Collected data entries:
- - - -

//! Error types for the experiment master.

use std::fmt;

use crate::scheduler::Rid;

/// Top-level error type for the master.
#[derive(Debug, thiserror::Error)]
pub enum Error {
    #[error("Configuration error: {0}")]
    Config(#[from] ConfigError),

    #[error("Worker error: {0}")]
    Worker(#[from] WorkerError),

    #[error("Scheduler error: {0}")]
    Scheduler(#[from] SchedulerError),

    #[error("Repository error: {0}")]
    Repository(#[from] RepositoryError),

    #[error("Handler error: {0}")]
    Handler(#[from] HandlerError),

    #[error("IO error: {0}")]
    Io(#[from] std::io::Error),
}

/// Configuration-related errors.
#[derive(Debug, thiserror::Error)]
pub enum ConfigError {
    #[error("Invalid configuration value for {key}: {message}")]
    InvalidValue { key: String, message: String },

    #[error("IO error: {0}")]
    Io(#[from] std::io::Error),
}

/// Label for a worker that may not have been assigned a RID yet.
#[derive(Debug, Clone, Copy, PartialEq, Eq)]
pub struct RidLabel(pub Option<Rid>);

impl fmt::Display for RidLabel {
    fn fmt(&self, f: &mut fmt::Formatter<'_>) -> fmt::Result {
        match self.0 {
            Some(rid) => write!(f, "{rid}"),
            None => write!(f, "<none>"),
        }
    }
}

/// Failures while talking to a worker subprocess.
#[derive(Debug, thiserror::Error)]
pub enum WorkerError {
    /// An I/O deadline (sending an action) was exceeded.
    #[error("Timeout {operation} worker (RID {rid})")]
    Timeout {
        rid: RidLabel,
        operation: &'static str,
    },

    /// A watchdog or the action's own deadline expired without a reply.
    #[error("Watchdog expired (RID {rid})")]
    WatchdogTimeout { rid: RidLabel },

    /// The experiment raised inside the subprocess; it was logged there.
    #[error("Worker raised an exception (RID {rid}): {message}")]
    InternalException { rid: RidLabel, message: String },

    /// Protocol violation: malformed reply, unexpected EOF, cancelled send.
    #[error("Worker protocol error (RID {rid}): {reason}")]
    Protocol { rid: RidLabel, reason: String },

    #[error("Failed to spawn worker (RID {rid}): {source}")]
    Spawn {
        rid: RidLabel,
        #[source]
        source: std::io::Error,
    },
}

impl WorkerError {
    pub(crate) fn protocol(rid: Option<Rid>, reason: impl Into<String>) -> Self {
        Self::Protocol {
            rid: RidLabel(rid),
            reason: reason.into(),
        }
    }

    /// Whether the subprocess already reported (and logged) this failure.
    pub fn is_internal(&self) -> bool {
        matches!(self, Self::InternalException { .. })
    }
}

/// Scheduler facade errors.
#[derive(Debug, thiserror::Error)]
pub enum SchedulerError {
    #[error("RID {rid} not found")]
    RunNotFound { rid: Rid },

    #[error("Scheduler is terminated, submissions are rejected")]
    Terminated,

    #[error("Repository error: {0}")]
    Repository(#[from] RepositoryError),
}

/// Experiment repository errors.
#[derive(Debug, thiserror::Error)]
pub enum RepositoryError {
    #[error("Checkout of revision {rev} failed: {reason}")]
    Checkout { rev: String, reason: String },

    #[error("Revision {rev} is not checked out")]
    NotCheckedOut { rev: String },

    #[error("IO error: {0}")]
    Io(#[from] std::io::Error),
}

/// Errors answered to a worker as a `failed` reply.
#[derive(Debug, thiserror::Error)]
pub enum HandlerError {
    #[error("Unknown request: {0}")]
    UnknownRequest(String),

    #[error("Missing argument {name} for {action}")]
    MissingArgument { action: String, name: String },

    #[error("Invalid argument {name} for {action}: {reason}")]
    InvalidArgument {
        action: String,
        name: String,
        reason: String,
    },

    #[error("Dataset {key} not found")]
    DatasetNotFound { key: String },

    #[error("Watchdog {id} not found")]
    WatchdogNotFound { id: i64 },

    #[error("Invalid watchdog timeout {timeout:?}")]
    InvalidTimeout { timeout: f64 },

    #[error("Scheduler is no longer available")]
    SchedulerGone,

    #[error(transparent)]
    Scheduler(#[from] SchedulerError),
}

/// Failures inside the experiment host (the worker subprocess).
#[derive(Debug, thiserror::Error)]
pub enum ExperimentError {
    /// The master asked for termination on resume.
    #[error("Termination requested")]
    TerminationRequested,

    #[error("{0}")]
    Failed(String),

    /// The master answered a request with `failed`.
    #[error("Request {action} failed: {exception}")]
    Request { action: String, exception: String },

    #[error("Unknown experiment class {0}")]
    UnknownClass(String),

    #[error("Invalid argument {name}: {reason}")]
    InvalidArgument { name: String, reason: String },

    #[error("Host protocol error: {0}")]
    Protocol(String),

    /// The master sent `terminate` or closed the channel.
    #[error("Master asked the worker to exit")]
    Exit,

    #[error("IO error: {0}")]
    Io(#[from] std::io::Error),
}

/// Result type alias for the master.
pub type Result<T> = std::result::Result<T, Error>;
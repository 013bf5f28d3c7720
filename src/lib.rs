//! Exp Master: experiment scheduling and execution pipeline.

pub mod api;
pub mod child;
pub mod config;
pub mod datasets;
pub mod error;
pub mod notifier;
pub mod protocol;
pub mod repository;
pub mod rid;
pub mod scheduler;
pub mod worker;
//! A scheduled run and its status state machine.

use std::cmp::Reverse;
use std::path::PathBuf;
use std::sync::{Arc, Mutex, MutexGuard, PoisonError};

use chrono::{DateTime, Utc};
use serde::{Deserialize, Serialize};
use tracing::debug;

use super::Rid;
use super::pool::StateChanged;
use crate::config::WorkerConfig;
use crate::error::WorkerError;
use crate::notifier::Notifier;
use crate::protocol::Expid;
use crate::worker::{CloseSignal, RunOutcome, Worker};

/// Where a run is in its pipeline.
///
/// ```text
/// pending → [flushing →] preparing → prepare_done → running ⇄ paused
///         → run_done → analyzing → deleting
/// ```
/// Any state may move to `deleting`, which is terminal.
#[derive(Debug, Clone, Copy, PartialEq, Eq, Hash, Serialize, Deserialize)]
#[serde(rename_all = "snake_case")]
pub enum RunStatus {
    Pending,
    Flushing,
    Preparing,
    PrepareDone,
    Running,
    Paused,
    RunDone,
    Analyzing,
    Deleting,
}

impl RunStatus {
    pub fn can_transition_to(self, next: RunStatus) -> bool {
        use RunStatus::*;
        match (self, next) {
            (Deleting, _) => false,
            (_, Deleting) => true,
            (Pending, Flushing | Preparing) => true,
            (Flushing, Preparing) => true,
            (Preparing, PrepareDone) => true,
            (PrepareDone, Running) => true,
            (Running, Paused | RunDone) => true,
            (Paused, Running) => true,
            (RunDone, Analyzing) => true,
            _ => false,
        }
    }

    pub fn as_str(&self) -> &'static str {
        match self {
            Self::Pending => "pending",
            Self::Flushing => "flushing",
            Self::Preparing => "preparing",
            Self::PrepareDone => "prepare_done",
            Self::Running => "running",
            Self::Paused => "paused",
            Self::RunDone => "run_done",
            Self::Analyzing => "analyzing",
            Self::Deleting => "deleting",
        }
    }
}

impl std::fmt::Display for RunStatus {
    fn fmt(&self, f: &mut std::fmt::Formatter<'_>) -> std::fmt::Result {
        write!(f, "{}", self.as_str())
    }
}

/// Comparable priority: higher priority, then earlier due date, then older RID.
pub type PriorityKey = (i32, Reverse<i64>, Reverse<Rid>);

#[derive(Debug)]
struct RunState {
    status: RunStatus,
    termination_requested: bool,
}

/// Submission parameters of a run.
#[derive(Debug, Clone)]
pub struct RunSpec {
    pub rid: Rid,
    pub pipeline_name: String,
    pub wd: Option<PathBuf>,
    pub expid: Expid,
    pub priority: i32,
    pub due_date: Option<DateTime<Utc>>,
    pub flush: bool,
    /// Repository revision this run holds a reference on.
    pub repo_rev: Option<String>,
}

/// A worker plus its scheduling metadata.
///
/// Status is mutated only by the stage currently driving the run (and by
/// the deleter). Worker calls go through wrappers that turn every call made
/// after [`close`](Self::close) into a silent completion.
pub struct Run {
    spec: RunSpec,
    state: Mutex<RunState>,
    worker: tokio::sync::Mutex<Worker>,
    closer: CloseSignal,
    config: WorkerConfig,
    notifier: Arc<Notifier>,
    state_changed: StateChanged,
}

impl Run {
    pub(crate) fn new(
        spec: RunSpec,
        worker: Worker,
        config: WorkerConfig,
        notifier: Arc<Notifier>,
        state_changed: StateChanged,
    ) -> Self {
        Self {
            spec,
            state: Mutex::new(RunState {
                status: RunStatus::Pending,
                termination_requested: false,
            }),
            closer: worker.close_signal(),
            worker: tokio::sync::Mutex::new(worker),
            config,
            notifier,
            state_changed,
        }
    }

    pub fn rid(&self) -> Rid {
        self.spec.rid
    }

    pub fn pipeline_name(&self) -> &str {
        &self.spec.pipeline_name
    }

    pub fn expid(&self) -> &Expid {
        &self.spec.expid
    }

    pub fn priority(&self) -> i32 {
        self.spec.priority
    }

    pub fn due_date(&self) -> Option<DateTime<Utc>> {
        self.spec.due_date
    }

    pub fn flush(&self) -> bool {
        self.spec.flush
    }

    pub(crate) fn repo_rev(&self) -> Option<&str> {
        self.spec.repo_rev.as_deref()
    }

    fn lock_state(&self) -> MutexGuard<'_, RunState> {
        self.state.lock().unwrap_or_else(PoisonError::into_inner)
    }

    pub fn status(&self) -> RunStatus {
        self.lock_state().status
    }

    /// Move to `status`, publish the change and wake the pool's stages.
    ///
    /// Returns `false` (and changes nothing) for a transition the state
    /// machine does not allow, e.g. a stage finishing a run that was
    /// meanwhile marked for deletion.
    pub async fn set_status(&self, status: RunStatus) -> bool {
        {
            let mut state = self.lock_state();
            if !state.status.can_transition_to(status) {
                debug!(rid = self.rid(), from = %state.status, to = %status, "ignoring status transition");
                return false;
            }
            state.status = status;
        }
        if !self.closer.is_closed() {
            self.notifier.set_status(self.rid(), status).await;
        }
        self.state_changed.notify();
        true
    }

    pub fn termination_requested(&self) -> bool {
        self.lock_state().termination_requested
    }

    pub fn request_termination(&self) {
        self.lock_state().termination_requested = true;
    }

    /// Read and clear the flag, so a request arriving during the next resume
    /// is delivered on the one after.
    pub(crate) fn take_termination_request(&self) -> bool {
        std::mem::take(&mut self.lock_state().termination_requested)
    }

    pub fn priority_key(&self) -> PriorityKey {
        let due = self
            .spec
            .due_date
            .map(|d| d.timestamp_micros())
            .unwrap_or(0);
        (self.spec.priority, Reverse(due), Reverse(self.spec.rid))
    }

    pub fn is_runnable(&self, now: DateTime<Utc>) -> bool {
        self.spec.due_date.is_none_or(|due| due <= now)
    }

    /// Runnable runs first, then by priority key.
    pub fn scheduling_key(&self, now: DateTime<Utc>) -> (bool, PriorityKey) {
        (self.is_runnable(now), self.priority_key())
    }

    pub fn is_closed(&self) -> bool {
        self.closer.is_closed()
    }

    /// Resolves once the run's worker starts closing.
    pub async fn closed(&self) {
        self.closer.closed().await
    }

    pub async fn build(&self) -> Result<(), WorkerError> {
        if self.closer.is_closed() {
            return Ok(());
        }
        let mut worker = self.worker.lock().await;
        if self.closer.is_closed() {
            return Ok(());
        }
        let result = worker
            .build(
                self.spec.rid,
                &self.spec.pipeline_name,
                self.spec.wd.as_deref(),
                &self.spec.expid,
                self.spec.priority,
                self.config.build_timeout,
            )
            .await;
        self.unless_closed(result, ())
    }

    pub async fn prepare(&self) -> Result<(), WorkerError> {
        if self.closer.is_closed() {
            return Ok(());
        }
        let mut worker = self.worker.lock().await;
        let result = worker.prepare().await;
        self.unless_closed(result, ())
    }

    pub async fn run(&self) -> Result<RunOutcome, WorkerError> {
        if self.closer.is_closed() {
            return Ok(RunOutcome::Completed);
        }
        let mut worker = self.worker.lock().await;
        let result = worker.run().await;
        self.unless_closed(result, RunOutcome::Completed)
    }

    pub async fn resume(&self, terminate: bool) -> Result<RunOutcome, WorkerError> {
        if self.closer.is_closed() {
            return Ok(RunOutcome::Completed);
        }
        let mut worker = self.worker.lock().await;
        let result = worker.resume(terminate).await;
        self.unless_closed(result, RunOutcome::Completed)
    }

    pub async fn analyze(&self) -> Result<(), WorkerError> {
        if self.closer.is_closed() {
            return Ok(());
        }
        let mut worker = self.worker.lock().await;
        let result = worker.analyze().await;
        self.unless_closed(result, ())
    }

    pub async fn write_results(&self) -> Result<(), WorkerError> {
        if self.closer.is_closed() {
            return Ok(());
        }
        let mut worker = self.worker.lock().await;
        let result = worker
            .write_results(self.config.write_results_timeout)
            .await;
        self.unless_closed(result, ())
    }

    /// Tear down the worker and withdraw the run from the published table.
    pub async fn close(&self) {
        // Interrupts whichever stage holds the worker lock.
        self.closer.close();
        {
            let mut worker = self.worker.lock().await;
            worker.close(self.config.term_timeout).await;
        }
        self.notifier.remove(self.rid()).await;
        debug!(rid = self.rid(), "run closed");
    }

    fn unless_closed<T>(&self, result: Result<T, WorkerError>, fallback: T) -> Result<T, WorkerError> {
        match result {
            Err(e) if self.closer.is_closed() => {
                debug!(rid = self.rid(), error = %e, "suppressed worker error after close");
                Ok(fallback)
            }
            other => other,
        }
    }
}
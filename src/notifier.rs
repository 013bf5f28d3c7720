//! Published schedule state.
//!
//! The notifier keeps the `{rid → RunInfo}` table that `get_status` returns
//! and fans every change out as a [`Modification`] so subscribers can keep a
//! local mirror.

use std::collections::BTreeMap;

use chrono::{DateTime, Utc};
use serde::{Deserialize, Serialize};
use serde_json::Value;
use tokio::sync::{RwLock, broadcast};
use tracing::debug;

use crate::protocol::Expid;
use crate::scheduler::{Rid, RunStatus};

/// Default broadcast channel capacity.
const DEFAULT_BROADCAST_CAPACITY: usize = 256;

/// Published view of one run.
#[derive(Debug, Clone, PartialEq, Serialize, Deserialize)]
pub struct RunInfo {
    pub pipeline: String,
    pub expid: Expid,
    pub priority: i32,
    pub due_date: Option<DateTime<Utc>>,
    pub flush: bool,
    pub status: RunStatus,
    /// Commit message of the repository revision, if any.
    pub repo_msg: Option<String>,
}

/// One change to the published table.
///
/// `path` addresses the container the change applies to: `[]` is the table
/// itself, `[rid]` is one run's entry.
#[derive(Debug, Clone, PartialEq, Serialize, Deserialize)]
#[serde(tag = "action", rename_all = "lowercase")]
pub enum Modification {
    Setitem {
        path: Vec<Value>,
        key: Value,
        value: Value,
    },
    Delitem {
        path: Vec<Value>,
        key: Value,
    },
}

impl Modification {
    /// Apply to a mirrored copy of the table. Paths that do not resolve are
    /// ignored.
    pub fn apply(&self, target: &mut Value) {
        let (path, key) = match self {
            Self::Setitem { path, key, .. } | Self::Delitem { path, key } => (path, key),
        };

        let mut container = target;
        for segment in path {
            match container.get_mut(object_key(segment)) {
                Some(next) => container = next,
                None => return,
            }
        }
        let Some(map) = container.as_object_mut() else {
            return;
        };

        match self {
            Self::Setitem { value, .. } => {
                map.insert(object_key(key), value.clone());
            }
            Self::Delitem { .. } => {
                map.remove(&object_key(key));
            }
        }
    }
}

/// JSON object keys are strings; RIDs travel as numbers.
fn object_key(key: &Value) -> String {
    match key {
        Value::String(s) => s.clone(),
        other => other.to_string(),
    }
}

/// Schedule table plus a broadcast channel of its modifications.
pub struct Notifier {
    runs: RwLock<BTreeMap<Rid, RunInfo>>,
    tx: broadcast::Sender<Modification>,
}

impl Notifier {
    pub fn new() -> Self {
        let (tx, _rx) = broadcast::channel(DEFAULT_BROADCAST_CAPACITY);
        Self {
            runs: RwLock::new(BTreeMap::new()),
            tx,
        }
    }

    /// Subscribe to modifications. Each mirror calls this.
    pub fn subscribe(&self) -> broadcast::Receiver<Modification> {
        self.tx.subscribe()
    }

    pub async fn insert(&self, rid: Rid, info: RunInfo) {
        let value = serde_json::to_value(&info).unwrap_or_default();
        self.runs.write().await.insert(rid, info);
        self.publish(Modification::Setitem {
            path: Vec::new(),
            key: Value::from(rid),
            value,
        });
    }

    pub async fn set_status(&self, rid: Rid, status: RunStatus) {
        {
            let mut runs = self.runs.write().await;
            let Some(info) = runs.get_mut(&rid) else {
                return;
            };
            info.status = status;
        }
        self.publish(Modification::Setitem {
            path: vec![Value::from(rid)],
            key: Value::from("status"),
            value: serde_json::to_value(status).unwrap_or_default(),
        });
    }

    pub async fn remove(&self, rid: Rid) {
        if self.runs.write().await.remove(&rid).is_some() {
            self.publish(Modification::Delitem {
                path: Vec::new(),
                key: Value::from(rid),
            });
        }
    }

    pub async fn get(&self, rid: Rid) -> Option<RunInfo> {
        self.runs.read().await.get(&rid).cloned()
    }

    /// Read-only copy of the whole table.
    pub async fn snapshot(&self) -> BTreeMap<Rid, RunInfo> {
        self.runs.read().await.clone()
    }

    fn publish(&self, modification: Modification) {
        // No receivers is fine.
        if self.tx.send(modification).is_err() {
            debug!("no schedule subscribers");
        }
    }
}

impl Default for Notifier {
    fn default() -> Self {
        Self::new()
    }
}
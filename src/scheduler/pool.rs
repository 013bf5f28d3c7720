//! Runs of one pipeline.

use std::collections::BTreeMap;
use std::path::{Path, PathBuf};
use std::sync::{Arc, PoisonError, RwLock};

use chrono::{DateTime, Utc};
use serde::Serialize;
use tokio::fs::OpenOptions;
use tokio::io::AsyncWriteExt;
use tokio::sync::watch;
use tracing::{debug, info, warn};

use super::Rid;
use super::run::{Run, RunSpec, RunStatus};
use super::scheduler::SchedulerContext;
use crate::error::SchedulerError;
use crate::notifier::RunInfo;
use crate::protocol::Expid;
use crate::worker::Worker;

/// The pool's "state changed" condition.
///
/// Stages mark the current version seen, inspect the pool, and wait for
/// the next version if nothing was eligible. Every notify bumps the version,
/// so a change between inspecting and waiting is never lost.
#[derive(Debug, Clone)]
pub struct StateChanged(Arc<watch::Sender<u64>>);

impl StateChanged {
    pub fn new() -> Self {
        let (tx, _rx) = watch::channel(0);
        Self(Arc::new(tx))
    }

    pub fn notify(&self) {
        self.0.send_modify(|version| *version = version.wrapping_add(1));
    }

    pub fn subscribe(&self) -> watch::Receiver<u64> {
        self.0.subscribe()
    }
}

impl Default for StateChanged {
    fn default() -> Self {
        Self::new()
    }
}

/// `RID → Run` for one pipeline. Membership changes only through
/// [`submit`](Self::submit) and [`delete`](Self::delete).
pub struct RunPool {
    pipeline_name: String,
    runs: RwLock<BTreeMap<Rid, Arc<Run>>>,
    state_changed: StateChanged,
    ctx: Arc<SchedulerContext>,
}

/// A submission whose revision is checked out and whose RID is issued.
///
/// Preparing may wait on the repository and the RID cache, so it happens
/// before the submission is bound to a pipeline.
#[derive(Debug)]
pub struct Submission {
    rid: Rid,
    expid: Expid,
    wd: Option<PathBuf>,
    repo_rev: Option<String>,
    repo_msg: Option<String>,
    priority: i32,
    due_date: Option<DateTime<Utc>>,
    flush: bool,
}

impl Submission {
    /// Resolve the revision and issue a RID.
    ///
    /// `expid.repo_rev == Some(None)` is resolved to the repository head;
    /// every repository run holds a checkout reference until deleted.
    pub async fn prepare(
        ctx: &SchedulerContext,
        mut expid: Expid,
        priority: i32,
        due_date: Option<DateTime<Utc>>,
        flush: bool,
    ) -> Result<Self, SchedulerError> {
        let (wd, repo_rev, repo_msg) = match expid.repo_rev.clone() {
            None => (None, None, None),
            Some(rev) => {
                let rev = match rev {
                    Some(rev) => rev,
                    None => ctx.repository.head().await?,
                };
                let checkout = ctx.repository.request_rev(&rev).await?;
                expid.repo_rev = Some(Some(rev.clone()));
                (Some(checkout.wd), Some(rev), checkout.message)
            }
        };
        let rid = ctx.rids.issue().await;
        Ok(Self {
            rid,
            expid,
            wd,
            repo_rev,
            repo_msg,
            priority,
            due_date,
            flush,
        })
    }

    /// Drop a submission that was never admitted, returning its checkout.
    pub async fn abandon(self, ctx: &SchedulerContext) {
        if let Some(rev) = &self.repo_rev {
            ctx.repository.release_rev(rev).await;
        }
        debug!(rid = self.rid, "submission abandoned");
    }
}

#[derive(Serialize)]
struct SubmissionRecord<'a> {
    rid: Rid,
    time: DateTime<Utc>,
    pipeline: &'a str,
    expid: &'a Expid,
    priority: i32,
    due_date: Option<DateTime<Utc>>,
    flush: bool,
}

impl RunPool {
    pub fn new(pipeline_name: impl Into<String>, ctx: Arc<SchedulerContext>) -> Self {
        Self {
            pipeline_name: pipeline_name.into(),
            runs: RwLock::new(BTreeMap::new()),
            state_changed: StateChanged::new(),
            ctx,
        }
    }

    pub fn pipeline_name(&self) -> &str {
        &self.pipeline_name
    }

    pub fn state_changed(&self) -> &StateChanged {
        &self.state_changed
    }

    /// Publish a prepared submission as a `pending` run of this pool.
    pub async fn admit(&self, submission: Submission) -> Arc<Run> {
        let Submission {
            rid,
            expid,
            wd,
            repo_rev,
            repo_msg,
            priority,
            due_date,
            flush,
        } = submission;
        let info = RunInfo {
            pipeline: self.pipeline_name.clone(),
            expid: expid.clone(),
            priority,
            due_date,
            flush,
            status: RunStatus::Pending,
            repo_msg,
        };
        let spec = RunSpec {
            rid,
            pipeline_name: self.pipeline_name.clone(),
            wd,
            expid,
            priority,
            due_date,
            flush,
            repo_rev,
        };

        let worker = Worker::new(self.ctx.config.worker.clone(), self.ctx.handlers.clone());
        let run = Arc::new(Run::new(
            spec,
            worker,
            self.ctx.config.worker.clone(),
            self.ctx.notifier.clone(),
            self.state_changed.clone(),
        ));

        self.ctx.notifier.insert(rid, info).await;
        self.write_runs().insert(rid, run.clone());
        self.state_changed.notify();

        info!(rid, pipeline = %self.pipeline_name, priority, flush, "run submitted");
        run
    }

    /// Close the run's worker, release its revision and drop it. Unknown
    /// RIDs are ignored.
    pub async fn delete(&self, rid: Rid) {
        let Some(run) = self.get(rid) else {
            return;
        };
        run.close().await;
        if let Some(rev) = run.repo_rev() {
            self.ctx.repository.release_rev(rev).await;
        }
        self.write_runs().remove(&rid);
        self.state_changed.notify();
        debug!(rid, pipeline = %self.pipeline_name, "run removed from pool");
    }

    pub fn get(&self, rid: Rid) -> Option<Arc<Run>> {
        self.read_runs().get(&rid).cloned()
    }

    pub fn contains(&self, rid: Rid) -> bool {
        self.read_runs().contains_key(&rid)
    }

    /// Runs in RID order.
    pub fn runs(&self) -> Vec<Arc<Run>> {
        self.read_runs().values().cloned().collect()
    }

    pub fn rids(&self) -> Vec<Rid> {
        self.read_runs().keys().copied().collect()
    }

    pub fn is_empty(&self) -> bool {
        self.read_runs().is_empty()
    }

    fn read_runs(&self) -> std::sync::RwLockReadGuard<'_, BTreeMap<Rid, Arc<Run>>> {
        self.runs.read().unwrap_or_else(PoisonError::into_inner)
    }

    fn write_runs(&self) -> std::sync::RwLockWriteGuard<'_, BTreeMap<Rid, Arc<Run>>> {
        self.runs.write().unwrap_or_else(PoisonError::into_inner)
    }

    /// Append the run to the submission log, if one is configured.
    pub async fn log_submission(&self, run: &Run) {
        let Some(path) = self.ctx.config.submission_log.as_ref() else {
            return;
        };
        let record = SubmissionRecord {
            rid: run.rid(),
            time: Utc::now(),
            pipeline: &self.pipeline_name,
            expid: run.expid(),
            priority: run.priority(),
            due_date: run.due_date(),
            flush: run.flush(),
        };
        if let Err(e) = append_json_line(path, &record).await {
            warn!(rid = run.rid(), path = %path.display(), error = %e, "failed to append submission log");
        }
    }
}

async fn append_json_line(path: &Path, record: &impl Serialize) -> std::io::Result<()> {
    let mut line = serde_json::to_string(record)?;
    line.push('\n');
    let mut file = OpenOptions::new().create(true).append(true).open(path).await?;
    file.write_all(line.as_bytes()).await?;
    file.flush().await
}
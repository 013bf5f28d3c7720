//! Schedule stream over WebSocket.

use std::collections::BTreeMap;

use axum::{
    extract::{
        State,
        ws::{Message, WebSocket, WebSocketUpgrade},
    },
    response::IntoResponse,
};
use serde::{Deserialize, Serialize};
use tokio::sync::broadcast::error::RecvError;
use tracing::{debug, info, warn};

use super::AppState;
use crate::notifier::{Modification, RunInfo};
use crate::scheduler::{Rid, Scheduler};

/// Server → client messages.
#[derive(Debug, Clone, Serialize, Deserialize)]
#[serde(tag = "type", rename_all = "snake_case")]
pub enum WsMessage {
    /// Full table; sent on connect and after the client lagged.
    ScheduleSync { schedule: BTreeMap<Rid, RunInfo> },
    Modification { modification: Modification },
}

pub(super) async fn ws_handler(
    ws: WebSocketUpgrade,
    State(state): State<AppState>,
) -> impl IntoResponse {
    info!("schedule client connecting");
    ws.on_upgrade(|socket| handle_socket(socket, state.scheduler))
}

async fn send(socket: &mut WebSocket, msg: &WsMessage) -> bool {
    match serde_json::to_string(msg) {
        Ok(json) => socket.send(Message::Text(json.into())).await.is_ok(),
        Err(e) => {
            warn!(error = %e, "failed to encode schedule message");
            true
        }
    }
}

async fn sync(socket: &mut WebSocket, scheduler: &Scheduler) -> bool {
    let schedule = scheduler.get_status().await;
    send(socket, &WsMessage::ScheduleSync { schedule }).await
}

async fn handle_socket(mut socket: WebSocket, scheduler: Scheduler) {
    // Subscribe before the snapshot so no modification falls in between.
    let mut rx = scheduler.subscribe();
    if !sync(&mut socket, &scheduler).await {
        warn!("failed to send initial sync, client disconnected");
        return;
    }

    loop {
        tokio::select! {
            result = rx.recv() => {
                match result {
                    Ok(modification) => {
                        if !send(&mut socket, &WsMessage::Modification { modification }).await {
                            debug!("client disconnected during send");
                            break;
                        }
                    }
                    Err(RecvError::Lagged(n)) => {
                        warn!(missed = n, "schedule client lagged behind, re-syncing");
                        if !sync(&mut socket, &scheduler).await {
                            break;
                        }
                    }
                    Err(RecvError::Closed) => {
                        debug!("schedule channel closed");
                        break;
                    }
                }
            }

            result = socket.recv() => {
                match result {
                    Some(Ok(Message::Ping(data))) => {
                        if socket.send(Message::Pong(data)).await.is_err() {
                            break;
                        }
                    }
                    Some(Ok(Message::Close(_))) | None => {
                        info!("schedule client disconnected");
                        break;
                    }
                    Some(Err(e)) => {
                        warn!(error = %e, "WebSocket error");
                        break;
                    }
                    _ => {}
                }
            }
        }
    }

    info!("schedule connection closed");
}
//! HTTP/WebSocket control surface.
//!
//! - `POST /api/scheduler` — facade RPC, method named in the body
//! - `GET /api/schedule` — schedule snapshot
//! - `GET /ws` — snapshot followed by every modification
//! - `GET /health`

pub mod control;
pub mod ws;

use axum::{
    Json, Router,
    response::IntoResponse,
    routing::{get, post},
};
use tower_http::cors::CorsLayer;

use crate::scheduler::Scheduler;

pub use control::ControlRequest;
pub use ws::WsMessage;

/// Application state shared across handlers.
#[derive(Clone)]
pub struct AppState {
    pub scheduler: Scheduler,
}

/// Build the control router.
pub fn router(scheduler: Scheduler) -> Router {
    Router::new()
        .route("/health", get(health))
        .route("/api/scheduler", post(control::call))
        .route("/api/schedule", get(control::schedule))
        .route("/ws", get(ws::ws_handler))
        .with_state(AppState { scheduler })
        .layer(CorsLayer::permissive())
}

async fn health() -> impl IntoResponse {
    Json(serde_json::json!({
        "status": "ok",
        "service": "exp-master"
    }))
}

- - - -

REQUIREMENT —
Among the lines above, find those with the string "machine" and copy them.

RESULT OF THE TASK —
//! A scheduled run and its status state machine.
    /// machine does not allow, e.g. a stage finishing a run that was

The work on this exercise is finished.